- [Task directions]: All lines holding the word "options" are to be copied from the records beneath.

*** Block opens ***

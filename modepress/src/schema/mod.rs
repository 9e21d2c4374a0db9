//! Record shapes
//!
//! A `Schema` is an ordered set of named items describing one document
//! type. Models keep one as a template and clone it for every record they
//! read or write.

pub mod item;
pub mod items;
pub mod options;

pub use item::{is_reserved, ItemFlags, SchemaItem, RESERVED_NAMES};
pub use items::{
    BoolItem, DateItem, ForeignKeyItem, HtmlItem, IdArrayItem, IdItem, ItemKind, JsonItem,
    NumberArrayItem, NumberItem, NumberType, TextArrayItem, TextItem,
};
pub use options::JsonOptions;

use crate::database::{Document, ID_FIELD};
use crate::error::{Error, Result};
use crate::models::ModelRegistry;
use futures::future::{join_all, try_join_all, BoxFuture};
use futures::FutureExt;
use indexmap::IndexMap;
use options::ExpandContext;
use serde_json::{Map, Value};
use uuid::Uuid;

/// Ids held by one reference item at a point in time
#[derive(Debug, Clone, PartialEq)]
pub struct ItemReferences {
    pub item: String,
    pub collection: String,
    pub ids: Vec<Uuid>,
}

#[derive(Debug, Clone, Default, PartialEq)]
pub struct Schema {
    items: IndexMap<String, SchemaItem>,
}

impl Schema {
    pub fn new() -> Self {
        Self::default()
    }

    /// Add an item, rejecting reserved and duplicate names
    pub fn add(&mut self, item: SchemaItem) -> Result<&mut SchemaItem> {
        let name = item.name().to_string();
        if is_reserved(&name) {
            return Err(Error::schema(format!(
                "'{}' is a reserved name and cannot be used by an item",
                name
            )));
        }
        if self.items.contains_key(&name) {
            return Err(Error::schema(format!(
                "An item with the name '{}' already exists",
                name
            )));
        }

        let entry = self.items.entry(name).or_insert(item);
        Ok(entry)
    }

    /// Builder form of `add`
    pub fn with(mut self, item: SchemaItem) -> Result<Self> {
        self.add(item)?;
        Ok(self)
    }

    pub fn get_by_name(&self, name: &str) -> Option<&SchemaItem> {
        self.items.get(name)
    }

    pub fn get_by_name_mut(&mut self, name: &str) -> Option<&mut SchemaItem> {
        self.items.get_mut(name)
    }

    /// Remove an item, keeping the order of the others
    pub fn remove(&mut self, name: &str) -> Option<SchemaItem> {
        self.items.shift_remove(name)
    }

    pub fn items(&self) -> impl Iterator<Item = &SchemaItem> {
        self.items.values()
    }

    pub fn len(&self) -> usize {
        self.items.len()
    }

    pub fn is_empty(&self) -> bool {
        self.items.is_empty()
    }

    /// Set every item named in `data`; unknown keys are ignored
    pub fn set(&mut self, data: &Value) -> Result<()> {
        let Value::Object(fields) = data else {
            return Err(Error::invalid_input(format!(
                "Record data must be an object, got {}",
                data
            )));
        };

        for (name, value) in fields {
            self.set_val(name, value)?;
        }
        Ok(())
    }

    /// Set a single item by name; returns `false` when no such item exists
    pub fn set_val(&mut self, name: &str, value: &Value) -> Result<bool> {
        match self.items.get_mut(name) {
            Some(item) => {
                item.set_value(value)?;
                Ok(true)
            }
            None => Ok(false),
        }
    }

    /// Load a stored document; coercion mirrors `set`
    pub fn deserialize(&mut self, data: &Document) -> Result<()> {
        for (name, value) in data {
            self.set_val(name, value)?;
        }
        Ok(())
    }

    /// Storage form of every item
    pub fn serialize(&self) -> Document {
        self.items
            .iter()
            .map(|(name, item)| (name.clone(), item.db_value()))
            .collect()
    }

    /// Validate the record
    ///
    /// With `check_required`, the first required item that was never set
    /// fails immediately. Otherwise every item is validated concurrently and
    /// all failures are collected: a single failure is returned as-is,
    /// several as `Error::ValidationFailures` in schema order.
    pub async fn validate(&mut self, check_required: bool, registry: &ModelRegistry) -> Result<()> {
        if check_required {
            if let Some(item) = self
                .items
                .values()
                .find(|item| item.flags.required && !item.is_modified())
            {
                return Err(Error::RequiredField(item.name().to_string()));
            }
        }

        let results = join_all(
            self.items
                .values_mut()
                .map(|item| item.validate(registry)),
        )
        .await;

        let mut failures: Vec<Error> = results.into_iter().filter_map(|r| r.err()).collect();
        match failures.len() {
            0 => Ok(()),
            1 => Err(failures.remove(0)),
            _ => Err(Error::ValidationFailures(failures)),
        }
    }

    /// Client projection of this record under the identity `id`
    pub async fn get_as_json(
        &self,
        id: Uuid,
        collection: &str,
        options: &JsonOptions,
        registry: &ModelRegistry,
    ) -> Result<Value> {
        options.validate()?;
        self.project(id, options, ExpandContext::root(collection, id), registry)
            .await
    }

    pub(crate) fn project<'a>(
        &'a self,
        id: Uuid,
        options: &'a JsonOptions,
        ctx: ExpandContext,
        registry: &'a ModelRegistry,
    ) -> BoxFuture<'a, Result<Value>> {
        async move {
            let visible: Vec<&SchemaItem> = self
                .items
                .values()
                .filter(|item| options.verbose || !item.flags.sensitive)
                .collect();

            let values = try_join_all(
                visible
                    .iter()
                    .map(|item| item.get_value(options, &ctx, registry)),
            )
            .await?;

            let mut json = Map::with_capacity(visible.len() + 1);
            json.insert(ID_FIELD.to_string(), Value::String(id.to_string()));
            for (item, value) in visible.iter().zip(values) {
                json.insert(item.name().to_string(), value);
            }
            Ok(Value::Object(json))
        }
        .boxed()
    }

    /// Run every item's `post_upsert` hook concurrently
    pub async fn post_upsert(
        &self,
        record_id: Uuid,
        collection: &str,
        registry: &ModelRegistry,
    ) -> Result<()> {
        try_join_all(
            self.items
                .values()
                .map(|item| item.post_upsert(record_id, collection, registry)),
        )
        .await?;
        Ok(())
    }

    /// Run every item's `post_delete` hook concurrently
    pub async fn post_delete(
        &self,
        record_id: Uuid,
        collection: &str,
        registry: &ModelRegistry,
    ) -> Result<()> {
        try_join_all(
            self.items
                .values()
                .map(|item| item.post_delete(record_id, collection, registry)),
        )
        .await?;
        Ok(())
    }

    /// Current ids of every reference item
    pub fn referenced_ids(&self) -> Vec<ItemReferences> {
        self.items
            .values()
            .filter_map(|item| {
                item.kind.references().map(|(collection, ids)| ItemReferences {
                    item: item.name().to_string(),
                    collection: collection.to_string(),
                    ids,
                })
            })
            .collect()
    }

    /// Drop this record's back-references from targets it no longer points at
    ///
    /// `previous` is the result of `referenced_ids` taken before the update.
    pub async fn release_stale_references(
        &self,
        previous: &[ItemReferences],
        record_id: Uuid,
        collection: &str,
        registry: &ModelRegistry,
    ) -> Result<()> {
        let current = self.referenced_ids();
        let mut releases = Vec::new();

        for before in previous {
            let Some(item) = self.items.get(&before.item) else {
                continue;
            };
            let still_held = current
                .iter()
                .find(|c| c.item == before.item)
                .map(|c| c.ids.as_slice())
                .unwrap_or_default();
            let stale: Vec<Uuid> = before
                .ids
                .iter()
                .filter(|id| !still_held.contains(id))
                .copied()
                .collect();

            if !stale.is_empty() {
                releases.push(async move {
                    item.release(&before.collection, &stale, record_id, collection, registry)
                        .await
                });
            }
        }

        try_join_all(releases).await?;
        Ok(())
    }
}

*** Block closes ***
*** Block opens ***

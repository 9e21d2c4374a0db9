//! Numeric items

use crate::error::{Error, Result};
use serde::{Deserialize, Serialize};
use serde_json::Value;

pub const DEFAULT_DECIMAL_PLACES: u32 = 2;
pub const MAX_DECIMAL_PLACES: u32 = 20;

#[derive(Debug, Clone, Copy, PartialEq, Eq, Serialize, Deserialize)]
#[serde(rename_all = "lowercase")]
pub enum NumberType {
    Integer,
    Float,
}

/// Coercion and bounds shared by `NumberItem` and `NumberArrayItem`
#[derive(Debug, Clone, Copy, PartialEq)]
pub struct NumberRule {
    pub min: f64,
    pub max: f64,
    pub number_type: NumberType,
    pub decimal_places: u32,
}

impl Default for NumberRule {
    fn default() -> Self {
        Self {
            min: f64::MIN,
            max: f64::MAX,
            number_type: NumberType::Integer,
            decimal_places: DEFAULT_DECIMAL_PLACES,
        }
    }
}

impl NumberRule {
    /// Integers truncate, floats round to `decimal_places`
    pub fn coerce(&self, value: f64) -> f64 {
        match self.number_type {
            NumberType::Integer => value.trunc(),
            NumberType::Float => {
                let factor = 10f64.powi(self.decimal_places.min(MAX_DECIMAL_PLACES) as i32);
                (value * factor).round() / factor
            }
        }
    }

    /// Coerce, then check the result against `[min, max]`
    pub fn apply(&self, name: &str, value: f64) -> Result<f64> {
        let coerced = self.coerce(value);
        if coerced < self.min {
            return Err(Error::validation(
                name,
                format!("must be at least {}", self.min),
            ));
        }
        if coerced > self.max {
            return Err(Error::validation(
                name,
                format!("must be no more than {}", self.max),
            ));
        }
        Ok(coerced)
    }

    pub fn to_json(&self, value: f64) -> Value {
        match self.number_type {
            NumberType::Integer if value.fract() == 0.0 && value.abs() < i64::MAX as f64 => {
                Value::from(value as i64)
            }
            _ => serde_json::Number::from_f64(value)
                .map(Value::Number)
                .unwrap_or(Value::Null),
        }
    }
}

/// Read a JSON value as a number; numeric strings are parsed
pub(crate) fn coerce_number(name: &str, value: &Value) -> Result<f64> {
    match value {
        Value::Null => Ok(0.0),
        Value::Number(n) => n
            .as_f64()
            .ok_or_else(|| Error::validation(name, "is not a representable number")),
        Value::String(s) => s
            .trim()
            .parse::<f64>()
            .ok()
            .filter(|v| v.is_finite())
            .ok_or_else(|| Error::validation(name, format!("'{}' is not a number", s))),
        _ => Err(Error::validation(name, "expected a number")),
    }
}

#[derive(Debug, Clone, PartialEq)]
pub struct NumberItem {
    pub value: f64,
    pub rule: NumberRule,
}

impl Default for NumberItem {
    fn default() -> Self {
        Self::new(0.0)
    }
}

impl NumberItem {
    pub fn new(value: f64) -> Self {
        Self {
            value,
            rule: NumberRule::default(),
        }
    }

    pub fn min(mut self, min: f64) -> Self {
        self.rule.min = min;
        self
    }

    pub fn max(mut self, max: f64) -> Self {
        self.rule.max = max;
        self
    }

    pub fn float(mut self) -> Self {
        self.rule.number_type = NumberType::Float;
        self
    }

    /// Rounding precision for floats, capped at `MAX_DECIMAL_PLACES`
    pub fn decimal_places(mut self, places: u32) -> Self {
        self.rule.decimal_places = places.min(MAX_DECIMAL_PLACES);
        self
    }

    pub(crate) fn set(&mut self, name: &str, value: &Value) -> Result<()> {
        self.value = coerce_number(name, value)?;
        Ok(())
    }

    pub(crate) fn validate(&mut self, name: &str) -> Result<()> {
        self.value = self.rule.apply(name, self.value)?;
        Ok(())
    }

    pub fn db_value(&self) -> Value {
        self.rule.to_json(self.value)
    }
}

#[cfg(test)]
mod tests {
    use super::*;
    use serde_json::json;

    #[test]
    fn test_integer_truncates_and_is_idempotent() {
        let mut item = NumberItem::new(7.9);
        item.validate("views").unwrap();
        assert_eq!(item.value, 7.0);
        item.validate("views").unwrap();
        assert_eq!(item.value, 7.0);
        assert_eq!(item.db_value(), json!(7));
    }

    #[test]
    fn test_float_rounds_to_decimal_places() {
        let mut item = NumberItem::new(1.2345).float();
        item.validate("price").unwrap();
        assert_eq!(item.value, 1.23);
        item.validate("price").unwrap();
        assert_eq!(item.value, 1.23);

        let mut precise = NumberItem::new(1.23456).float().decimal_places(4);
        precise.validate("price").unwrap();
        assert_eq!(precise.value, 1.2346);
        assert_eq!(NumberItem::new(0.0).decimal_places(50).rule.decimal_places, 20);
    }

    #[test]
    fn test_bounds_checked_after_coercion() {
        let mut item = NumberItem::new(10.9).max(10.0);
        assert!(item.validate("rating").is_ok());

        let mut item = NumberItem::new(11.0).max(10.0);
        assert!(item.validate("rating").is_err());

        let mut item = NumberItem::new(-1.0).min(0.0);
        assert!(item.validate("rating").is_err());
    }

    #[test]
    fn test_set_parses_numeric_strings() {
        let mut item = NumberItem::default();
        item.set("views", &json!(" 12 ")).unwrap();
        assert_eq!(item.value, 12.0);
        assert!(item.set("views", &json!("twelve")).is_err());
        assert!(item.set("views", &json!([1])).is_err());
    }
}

*** Block closes ***

- [Response]:
pub mod options;
pub use options::JsonOptions;
use options::ExpandContext;
        options: &JsonOptions,
        options.validate()?;
        self.project(id, options, ExpandContext::root(collection, id), registry)
        options: &'a JsonOptions,
                .filter(|item| options.verbose || !item.flags.sensitive)
                    .map(|item| item.get_value(options, &ctx, registry)),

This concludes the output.